§ **PROVIDED RECORDS**:
*-*-*

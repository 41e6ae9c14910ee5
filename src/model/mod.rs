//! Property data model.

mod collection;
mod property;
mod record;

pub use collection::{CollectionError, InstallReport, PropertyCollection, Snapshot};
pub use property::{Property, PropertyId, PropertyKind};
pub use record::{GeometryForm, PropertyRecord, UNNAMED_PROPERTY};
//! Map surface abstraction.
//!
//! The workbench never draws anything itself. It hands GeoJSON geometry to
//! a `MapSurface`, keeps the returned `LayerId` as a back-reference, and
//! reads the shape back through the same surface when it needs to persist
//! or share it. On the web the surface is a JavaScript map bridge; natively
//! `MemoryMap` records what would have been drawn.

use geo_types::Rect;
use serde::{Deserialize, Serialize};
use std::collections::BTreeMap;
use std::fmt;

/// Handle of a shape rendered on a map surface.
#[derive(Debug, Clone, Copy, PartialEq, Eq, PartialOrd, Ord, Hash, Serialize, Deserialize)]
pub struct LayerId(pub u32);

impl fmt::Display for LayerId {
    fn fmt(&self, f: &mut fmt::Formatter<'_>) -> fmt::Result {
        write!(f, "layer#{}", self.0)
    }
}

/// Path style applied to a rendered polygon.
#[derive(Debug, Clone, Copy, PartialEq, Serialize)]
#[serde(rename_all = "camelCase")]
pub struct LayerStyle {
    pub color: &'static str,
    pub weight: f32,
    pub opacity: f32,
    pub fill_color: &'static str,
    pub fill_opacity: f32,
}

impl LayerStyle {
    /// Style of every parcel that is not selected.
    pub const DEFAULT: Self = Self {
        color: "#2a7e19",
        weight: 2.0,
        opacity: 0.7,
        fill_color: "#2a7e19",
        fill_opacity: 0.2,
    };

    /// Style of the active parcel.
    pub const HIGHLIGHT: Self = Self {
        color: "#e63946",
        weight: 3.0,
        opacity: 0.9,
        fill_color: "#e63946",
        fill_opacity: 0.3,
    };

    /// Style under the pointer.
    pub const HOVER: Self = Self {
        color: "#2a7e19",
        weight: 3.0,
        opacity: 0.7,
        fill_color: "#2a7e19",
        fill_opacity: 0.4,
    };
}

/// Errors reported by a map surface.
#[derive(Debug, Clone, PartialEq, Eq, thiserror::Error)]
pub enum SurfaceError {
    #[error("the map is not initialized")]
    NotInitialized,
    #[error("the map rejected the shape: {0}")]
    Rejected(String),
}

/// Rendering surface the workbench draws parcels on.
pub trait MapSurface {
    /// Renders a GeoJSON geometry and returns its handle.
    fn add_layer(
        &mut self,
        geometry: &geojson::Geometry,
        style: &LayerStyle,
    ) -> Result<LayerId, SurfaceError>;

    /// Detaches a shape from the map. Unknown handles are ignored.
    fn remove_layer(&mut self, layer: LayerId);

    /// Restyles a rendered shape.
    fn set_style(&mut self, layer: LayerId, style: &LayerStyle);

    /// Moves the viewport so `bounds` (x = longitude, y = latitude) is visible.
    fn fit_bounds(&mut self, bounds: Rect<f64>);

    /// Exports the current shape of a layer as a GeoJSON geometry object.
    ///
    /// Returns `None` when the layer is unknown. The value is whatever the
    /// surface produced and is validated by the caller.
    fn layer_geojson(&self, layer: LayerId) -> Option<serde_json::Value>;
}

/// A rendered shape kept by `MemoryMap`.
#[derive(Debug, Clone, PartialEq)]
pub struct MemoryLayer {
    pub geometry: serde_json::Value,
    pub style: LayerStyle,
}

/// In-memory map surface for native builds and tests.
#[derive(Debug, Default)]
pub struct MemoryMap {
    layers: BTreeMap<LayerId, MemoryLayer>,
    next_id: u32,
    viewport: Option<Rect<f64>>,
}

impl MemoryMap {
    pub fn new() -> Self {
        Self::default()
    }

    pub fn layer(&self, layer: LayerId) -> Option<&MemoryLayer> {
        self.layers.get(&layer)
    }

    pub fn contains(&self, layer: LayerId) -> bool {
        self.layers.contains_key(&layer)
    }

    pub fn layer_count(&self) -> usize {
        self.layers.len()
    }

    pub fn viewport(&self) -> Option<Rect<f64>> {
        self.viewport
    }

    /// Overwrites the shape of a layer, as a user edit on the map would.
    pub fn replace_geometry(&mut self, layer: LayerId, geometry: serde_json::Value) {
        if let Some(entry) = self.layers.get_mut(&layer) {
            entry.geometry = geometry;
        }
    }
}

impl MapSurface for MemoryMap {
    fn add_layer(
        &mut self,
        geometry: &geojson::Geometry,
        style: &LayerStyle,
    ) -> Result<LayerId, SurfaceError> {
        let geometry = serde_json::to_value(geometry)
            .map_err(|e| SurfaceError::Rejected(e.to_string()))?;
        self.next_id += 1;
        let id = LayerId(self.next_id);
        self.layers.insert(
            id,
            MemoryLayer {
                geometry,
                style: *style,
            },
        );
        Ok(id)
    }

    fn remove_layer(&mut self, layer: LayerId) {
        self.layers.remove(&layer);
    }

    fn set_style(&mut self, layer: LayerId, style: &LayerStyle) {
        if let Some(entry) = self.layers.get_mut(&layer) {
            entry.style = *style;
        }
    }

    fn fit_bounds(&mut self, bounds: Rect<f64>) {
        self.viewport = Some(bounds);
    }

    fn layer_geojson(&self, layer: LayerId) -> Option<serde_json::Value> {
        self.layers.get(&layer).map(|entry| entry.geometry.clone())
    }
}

*-*-*

§ **WHAT THE TASK ASKS**: Could you show every line of the material that includes the string "would"?

§ **WRITTEN RESPONSE**:
//! `MemoryMap` records what would have been drawn.
    /// Overwrites the shape of a layer, as a user edit on the map would.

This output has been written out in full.